→ **Assigned task**
The answer must consist of each line of the records below that contains the string "impl".

(Collected data entries)
━━━━━━━━━━━━━━━━━━━━
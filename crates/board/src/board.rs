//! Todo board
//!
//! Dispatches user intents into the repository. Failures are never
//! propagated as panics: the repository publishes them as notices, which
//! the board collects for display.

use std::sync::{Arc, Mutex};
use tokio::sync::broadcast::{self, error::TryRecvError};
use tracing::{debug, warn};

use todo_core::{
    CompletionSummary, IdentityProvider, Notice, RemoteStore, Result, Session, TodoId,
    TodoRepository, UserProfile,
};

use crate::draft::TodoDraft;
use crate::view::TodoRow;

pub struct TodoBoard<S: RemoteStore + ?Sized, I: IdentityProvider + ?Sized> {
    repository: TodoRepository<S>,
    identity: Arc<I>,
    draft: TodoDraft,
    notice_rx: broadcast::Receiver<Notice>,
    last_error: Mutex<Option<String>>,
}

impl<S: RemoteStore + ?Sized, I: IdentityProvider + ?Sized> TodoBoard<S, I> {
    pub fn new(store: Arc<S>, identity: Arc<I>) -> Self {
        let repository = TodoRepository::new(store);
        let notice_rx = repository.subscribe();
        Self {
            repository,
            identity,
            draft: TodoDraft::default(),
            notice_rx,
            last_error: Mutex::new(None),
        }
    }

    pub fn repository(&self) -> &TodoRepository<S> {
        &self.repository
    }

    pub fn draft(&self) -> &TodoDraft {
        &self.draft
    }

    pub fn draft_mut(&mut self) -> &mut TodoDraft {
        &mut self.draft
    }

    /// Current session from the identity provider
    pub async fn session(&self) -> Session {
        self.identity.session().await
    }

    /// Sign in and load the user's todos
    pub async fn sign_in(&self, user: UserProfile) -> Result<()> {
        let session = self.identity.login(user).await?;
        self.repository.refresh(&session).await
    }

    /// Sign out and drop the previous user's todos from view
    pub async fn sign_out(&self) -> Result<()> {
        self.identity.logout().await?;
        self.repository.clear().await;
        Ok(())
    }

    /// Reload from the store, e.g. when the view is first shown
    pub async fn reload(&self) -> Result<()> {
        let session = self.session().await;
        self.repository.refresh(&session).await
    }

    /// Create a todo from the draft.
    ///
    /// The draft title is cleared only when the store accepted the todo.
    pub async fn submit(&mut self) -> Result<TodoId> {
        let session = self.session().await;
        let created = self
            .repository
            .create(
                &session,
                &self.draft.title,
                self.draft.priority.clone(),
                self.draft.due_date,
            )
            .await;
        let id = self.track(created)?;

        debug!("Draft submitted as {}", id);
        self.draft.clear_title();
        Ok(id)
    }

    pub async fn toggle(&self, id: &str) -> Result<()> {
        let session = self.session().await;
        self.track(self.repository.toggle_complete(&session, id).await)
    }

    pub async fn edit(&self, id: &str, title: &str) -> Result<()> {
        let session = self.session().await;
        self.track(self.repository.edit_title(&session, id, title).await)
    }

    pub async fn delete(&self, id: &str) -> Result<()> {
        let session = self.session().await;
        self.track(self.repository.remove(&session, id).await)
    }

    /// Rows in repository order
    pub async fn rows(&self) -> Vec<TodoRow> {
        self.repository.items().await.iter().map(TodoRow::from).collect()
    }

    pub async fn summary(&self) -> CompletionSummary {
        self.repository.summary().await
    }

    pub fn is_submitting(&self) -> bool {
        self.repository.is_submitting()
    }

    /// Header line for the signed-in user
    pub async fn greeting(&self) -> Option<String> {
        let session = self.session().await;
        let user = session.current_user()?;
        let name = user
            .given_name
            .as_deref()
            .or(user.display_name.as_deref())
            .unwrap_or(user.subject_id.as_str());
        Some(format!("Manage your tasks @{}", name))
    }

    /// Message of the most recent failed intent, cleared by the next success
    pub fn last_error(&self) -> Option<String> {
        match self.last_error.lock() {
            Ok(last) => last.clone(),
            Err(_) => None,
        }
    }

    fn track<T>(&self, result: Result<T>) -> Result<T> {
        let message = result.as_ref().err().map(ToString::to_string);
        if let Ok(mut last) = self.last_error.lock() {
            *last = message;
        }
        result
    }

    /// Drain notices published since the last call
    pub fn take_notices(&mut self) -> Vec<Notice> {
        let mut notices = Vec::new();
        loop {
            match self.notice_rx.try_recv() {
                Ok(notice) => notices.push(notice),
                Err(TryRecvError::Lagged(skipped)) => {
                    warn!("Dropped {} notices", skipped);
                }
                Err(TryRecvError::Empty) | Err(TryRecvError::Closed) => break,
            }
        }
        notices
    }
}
━━━━━━━━━━━━━━━━━━━━
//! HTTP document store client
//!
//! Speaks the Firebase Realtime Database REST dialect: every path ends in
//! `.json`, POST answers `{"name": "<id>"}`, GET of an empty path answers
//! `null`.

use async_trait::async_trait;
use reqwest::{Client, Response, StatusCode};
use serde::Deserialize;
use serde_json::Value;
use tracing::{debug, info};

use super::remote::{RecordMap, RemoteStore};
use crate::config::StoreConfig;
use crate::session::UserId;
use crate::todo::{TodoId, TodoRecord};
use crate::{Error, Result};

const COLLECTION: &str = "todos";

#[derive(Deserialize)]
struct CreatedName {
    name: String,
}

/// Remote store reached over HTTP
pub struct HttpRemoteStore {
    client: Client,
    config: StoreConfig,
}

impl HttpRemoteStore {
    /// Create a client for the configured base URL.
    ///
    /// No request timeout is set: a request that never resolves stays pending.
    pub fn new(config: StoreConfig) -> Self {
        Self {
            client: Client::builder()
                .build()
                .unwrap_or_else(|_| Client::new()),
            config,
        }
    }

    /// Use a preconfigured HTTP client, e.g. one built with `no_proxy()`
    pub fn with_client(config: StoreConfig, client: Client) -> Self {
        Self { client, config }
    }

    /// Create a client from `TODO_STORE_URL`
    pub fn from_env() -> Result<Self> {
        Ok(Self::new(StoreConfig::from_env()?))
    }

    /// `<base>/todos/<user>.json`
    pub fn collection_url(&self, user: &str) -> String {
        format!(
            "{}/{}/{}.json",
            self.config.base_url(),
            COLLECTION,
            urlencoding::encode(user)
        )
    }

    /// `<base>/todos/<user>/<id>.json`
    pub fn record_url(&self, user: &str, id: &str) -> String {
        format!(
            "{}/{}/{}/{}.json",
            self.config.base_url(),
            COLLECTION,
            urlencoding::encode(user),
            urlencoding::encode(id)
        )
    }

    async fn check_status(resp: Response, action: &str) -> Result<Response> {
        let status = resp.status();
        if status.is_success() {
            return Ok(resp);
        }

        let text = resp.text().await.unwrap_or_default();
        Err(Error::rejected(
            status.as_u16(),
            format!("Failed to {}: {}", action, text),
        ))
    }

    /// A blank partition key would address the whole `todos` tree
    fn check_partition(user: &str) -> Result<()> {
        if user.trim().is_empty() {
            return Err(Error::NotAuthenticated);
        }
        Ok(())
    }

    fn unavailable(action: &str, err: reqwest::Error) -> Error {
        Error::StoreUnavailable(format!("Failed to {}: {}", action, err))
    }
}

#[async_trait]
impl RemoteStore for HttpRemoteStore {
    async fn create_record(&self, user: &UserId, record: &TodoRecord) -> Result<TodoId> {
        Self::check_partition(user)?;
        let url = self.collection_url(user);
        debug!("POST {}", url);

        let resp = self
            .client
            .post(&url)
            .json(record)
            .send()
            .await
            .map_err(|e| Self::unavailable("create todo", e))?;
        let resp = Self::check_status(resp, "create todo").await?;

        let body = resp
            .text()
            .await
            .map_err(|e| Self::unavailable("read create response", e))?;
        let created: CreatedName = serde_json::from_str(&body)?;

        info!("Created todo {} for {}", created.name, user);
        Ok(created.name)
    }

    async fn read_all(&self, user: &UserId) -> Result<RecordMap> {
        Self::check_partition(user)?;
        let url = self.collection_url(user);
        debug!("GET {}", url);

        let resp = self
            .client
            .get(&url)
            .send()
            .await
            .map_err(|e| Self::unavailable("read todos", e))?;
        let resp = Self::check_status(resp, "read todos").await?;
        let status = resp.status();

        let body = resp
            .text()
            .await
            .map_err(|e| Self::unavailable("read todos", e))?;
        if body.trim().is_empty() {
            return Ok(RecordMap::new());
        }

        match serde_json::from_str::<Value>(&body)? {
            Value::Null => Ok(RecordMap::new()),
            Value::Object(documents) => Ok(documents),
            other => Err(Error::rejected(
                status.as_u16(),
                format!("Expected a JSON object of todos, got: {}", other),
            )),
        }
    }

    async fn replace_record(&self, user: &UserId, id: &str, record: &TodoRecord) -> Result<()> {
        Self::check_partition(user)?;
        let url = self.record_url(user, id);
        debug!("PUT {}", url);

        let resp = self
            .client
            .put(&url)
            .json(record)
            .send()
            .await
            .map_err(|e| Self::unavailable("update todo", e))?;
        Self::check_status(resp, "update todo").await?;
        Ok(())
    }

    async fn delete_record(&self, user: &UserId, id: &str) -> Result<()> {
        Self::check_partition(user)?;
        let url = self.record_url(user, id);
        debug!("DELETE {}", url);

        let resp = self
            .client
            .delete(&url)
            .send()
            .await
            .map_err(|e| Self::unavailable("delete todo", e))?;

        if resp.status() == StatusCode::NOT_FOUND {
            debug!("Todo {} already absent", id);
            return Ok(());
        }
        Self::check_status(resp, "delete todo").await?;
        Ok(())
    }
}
━━━━━━━━━━━━━━━━━━━━
→ **Solution for this task**
impl<S: RemoteStore + ?Sized, I: IdentityProvider + ?Sized> TodoBoard<S, I> {
impl HttpRemoteStore {
impl RemoteStore for HttpRemoteStore {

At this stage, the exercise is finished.